● WHAT THE TASK REQUIRES: Go through the records below and report each line with "multiply" in it.

####

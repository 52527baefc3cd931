use std::collections::VecDeque;

use crate::config::PaintConfig;
use crate::core::{GridLayout, PointerState, ShapeRegistry};
use crate::render::GridStyle;

use super::{FrameStats, PaintCore};

pub(super) fn create_paint_core(grid: GridLayout, config: PaintConfig) -> PaintCore {
    console_log!(
        "paint grid {}x{}: {} cells of {}px",
        grid.width(),
        grid.height(),
        grid.len(),
        config.cell_size
    );

    PaintCore {
        style: GridStyle::from(&config),
        pointer: PointerState::new(&config.default_color),
        grid,
        shapes: ShapeRegistry::new(),
        pending: VecDeque::with_capacity(64),
        frame: 0,
        last_stats: FrameStats::default(),
        config,
    }
}
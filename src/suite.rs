//! Test-suite manifests.
//!
//! A suite bundles everything one micro-program needs for validation: the
//! program listing (opaque text, assembled and loaded by external tooling),
//! the input and output region descriptors, and the named test vectors.
//! Suites deserialize from TOML:
//!
//! ```toml
//! program = "..."
//! input_desc = ["v128:vs", "v128:vt"]
//! output_desc = ["v128:1_res", "u32:1_vco"]
//!
//! [[test]]
//! name = "basic"
//! input = [0x12123434, 0x56567878, 0x9A9ABCBC, 0xDEDEF0F0,
//!          0xFDECBA98, 0x76543210, 0x01234567, 0x89ABCDEF]
//! ```

use anyhow::{Context, Result};
use serde::{Deserialize, Serialize};

use crate::alu::VectorUnit;
use crate::descriptor::{DescriptorError, Schema};
use crate::driver::{Driver, ITERATIONS};
use crate::layout::Buffer;
use crate::registry::{TestCase, TestCaseRegistry};

/// One named test vector as it appears in a manifest.
#[derive(Debug, Clone, Serialize, Deserialize)]
pub struct TestCaseDef {
    /// Case name.
    pub name: String,
    /// Literal input words, one per word of the input schema.
    pub input: Vec<u32>,
}

/// A complete suite description for one micro-program.
#[derive(Debug, Clone, Serialize, Deserialize)]
pub struct SuiteManifest {
    /// The micro-program listing. Carried verbatim for external assembly
    /// and execution; never parsed here.
    pub program: String,
    /// Input region descriptors.
    pub input_desc: Vec<String>,
    /// Output region descriptors. The numeric `N_` name prefixes group
    /// fields by iteration; they carry no semantics beyond the label.
    pub output_desc: Vec<String>,
    /// Test vectors, in run order.
    #[serde(rename = "test", default)]
    pub tests: Vec<TestCaseDef>,
}

impl SuiteManifest {
    /// Parse a manifest from TOML text.
    pub fn from_toml_str(text: &str) -> Result<SuiteManifest> {
        let manifest: SuiteManifest =
            toml::from_str(text).context("failed to parse suite manifest")?;
        log::debug!(
            "loaded suite manifest: {} input fields, {} output fields, {} tests",
            manifest.input_desc.len(),
            manifest.output_desc.len(),
            manifest.tests.len()
        );
        Ok(manifest)
    }

    /// The built-in multiply-accumulate suite.
    ///
    /// Two input vectors; four output blocks of result vector, three
    /// accumulator planes, three flag words, and one reserved word each.
    pub fn vmacu() -> SuiteManifest {
        let mut output_desc = Vec::with_capacity(ITERATIONS * 8);
        for n in 1..=ITERATIONS {
            output_desc.push(format!("v128:{}_res", n));
            output_desc.push(format!("v128:{}_acc_hi", n));
            output_desc.push(format!("v128:{}_acc_md", n));
            output_desc.push(format!("v128:{}_acc_lo", n));
            output_desc.push(format!("u32:{}_vco", n));
            output_desc.push(format!("u32:{}_vcc", n));
            output_desc.push(format!("u32:{}_vce", n));
            output_desc.push(format!("u32:{}_padding", n));
        }

        SuiteManifest {
            program: VMACU_PROGRAM.to_string(),
            input_desc: vec!["v128:vs".to_string(), "v128:vt".to_string()],
            output_desc,
            tests: TestCaseRegistry::builtin()
                .iter()
                .map(|c| TestCaseDef {
                    name: c.name.clone(),
                    input: c.input_words.clone(),
                })
                .collect(),
        }
    }

    /// Build the input schema from the manifest descriptors.
    pub fn input_schema(&self) -> Result<Schema, DescriptorError> {
        Schema::parse(&self.input_desc)
    }

    /// Build the output schema from the manifest descriptors.
    pub fn output_schema(&self) -> Result<Schema, DescriptorError> {
        Schema::parse(&self.output_desc)
    }

    /// Build the test-case registry in manifest order.
    pub fn registry(&self) -> TestCaseRegistry {
        TestCaseRegistry::new(
            self.tests
                .iter()
                .map(|t| TestCase::new(t.name.clone(), t.input.clone()))
                .collect(),
        )
    }

    /// Run one named case against the vector unit.
    ///
    /// Accumulator state in `unit` persists across calls; clear it between
    /// calls if the cases must be independent.
    pub fn run_case(&self, unit: &mut VectorUnit, name: &str) -> Result<Buffer> {
        let input_schema = self.input_schema().context("bad input descriptors")?;
        let output_schema = self.output_schema().context("bad output descriptors")?;
        let registry = self.registry();
        let case = registry.get(name)?;

        let input = Buffer::build_input(&input_schema, &case.input_words)
            .with_context(|| format!("building input for case {:?}", name))?;
        let driver = Driver::new(&input)?;
        let output = driver
            .run(unit, &output_schema)
            .with_context(|| format!("running case {:?}", name))?;
        Ok(output)
    }

    /// Run every case in manifest order, sharing one vector unit.
    pub fn run_all(&self, unit: &mut VectorUnit) -> Result<Vec<CaseResult>> {
        self.tests
            .iter()
            .map(|t| {
                let output = self.run_case(unit, &t.name)?;
                Ok(CaseResult {
                    name: t.name.clone(),
                    output,
                })
            })
            .collect()
    }
}

/// Output of one executed test case.
#[derive(Debug, Clone)]
pub struct CaseResult {
    /// Case name.
    pub name: String,
    /// Structured output region, addressable by field name.
    pub output: Buffer,
}

/// The fixed multiply-accumulate listing, in the coprocessor's assembly
/// dialect. Register and address conventions match [`crate::driver`].
const VMACU_PROGRAM: &str = r#"
    li a0, 0x000            // input cursor
    li a1, 0x800            // output cursor
    li t0, 4                // iteration count
loop:
    lqv v1[e0], 0x00(a0)
    lqv v2[e0], 0x10(a0)
    vmacu v3, v1, v2[e0]
    sqv v3[e0], 0x00(a1)
    vsar v4[e8]
    sqv v4[e0], 0x10(a1)
    vsar v4[e9]
    sqv v4[e0], 0x20(a1)
    vsar v4[e10]
    sqv v4[e0], 0x30(a1)
    cfc2 t1, vco
    sw t1, 0x40(a1)
    cfc2 t1, vcc
    sw t1, 0x44(a1)
    cfc2 t1, vce
    sw t1, 0x48(a1)
    addi a0, a0, 0x20
    addi a1, a1, 0x50
    addi t0, t0, -1
    bne t0, r0, loop
    nop
    break                   // status-halt, interrupts the host
"#;

#[cfg(test)]
mod tests {
    use super::*;

    #[test]
    fn test_builtin_suite_schemas() {
        let suite = SuiteManifest::vmacu();

        let input = suite.input_schema().unwrap();
        assert_eq!(input.word_count(), 8);
        assert_eq!(input.size_bytes(), 32);

        let output = suite.output_schema().unwrap();
        assert_eq!(output.len(), ITERATIONS * 8);
        assert_eq!(output.size_bytes(), ITERATIONS * 0x50);

        // Block 2 starts one stride in
        assert_eq!(output.field("2_res").unwrap().offset, 0x50);
        assert_eq!(output.field("4_padding").unwrap().offset, 4 * 0x50 - 4);
    }

    #[test]
    fn test_manifest_toml_roundtrip() {
        let suite = SuiteManifest::vmacu();
        let text = toml::to_string(&suite).unwrap();
        let parsed = SuiteManifest::from_toml_str(&text).unwrap();

        assert_eq!(parsed.program, suite.program);
        assert_eq!(parsed.input_desc, suite.input_desc);
        assert_eq!(parsed.output_desc, suite.output_desc);
        assert_eq!(parsed.tests.len(), suite.tests.len());
        assert_eq!(parsed.tests[0].input, suite.tests[0].input);
    }

    #[test]
    fn test_manifest_from_literal_toml() {
        let text = r#"
            program = "vmacu v3, v1, v2[e0]"
            input_desc = ["v128:vs", "v128:vt"]
            output_desc = ["v128:1_res", "u32:1_vco"]

            [[test]]
            name = "tiny"
            input = [1, 2, 3, 4, 5, 6, 7, 8]
        "#;
        let manifest = SuiteManifest::from_toml_str(text).unwrap();
        assert_eq!(manifest.tests[0].name, "tiny");
        assert_eq!(manifest.registry().get("tiny").unwrap().input_words.len(), 8);
    }

    #[test]
    fn test_manifest_rejects_garbage() {
        assert!(SuiteManifest::from_toml_str("input_desc = 3").is_err());
    }

    #[test]
    fn test_run_case_unknown_name() {
        let suite = SuiteManifest::vmacu();
        let mut unit = VectorUnit::new();
        let err = suite.run_case(&mut unit, "nope").unwrap_err();
        assert!(err.to_string().contains("nope"));
    }
}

####

● ANSWER TO THIS EXERCISE:
    /// The built-in multiply-accumulate suite.
/// The fixed multiply-accumulate listing, in the coprocessor's assembly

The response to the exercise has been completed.